Löwen beißen sich an Tausendsassa Jonas Leserer die Zähne aus - Glanzloser 5:3-Sieg gegen den ...
Das Schützenfest fällt aus

Ein Mann wie eine Wand: Regensburgs Torhüter Jonas Leserer (hinten) brachte die Spieler des ERSC Amberg zur Verzweiflung. Erst mit dem Treffer zum 5:3 durch Florian Bartels (Mitte) in der Schlussminute hatte das Zittern ein Ende. Bild: brü
Es war eine müde Vorstellung, die der ERSC Amberg in der Eishockey-Landesliga am Freitagabend gegen das Kellerkind aus Regensburg bot. Das Verrückte daran: Es hätte sowohl ein Schützenfest werden, aber auch komplett schief gehen können. Am Ende zählen nur die drei Punkte durch den 5:3-Erfolg und ein 17-Jähriger durfte im Tor sein Debüt feiern.

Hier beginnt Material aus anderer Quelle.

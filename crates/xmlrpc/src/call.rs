//! # Transaction Engine
//!
//! One buffered request/response cycle: serialize the call document, post it,
//! decode the single returned value.
//!
//! ## Invariants
//! - A request carries exactly one parameter, the encoded argument struct.
//! - A response with zero parameters is the "returned nothing" sentinel
//!   (`Ok(None)`), never an error.
//! - A decoded result that is not a struct is a contract violation, surfaced
//!   as a typed error rather than coerced.

use tracing::debug;
use tracing::warn;

use xmlpack::read_value_body;
use xmlpack::Struct;
use xmlpack::Token;
use xmlpack::Value;
use xmlpack::XmlReader;
use xmlpack::XmlWriter;

use crate::error::CallError;
use crate::error::Result;
use crate::transport::HttpTransport;
use crate::transport::Transport;

/// A stateless engine bound to one endpoint.
///
/// Each call builds its own request buffer and response document, so one
/// instance may serve concurrent callers without locking.
pub struct Client {
    transport: Box<dyn Transport>,
}

impl Client {
    /// Binds the engine to an HTTP endpoint with the default timeout.
    pub fn open(endpoint: impl Into<String>) -> Result<Self> {
        Ok(Self::from_transport(Box::new(HttpTransport::new(endpoint)?)))
    }

    /// Binds the engine to an HTTP endpoint with a custom request timeout.
    pub fn open_with_timeout(
        endpoint: impl Into<String>,
        timeout: std::time::Duration,
    ) -> Result<Self> {
        Ok(Self::from_transport(Box::new(HttpTransport::with_timeout(
            endpoint, timeout,
        )?)))
    }

    /// Runs the engine over a caller-supplied transport.
    pub fn from_transport(transport: Box<dyn Transport>) -> Self {
        Self { transport }
    }

    /// Invokes `method` with a mapping of named arguments.
    ///
    /// `Ok(None)` means the response carried no parameter at all; whether
    /// that absence is meaningful is the caller's decision.
    pub fn invoke(&self, method: &str, args: &Struct) -> Result<Option<Struct>> {
        let body = build_request(method, args);
        debug!(method, bytes = body.len(), "invoking remote procedure");
        let reply = self.transport.exchange(&body)?;
        let value = match extract_response(&reply)? {
            Some(value) => value,
            None => {
                debug!(method, "response carried no parameter");
                return Ok(None);
            }
        };
        match value {
            Value::Struct(members) => Ok(Some(members)),
            other => {
                warn!(method, found = other.type_name(), "non-struct result");
                Err(CallError::UnexpectedResultShape {
                    found: other.type_name(),
                })
            }
        }
    }

    /// Invokes `method` with no arguments.
    pub fn invoke_empty(&self, method: &str) -> Result<Option<Struct>> {
        self.invoke(method, &Struct::new())
    }
}

/// Serializes the full call document: declaration, method name, and exactly
/// one parameter holding the argument struct.
pub fn build_request(method: &str, args: &Struct) -> String {
    let mut w = XmlWriter::with_capacity(256);
    w.declaration();
    w.open("methodCall");
    w.element("methodName", method);
    w.open("params");
    w.open("param");
    w.open("value");
    xmlpack::encode_struct(&mut w, args);
    w.close("value");
    w.close("param");
    w.close("params");
    w.close("methodCall");
    w.into_string()
}

/// Locates the first parameter of a response document and decodes its value.
///
/// `Ok(None)` when no parameter element exists anywhere in the document.
/// A `<fault>` element is decoded and surfaced as `CallError::Fault`.
pub fn extract_response(body: &str) -> Result<Option<Value>> {
    let mut r = XmlReader::new(body);
    loop {
        match r.next_token().map_err(CallError::MalformedResponse)? {
            Token::Open(name) if name == "param" => {
                return match r.next_element().map_err(CallError::MalformedResponse)? {
                    Token::Open(n) if n == "value" => {
                        Ok(Some(read_value_body(&mut r, 0)?))
                    }
                    Token::Empty(n) if n == "value" => Ok(Some(Value::Nil)),
                    Token::Eof => Err(xmlpack::Error::UnexpectedEof.into()),
                    _ => Err(xmlpack::Error::Syntax(r.pos()).into()),
                };
            }
            Token::Open(name) if name == "fault" => return Err(read_fault(&mut r)),
            Token::Eof => return Ok(None),
            _ => continue,
        }
    }
}

/// Decodes the `<fault>` payload into a typed error. Malformed fault bodies
/// still fail as faults, with whatever detail could be recovered.
fn read_fault(r: &mut XmlReader<'_>) -> CallError {
    let members = match r.next_element() {
        Ok(Token::Open(name)) if name == "value" => match read_value_body(r, 0) {
            Ok(Value::Struct(members)) => members,
            _ => Struct::new(),
        },
        _ => Struct::new(),
    };
    let code = members
        .get("faultCode")
        .and_then(Value::as_i64)
        .unwrap_or(0);
    let message = members
        .get("faultString")
        .and_then(Value::as_str)
        .unwrap_or("")
        .to_owned();
    CallError::Fault { code, message }
}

So richtig ernst können die Löwen den Gegner nicht genommen haben, trotz der eindringlichen Vorwarnungen ihres Trainers, denn Stefan Ponitz beschlich schon vor der Partie ein ungutes Gefühl. Regensburg war mit nur neun Feldspielern angereist und stand praktisch vom Anpfiff weg mit dem Rücken zur Wand. Die Gäste rührten in der Abwehr richtig Beton an und die Amberger verstrickten sich immer wieder in Einzelaktionen. Dennoch hatte der ERSC ein fast irrsinniges Chancenverhältnis, aber er scheiterte entweder an der fehlenden Treffsicherheit, mehr jedoch am überragenden EVR-Schlussmann Jonas Leserer. Lediglich von Daniel Krieger wurde der Tausendsassa im Anfangsdrittel zum 1:0 überwunden. Mit den mangelnden Offensiverfolgen sank auch die Laufbereitschaft bei den Löwen.

Um diese wieder zu erhöhen und auch das Verantwortungsbewusstsein zu wecken, brachte Ponitz zum zweiten Drittel den 17-jährigen Paul Thiede für den bis dahin kaum beschäftigten Lukas Stolz. So richtige Unterstützung fand der Nachwuchstorhüter durch seine Vorderleute allerdings nicht, denn Regensburg hatte nun auch noch zählbar mehr Angriffsaktionen. Thiede bewies aber, warum er in den Landesligakader aufgenommen wurde.

Beim Ausgleich in Überzahl der Regensburger war er jedoch ohne Abwehrmöglichkeit. Boris Flamik mit einem Schlagschuss nur 52 Sekunden später und Simon Bogner erhöhten jeweils im Powerplay auf 3:1 für Amberg und die Partie schien nun den erwarteten Verlauf zu nehmen. Nun ging es etwas deftiger zur Sache und die Strafbank war - zumindest bei den limitierten Gästen - teilweise besser bestückt, als die Ersatzbank. Zehn Sekunden vor der Drittelpause musste Amberg in Unterzahl dann noch das 2:3 hinnehmen. Im letzten Abschnitt nahmen die Löwen zwar auch den Kampf an, allerdings mit der Auswirkung, dass drei Spieler gleichzeitig in der "Kühlbox" saßen.

Christoph Schönberger hatte eine große Chance zu einem Unterzahltreffer, den einmal mehr Leserer verhinderte. Dann fiel im doppelten Powerplay der Gäste auch noch der Ausgleich und die häufigste Bewegung im Stadion war Kopfschütteln.

Auch wenn der ERSC seine Dauerattacken auf Leserer fortsetzte, hatten die Regensburger bei einem Konter plötzlich die Chance auf die Führung. Der hohe Einsatz forderte dann aber von den Gästen seinen Tribut, nachlassende Kräfte führten zu mehr Fouls. Eine Überzahl nutzte Sebastian Aukofer zum 4:3. Eine unübersichtliche Situation führte zum entscheidenden 5:3 durch Bartels, exakt eine Minute vor dem Ende.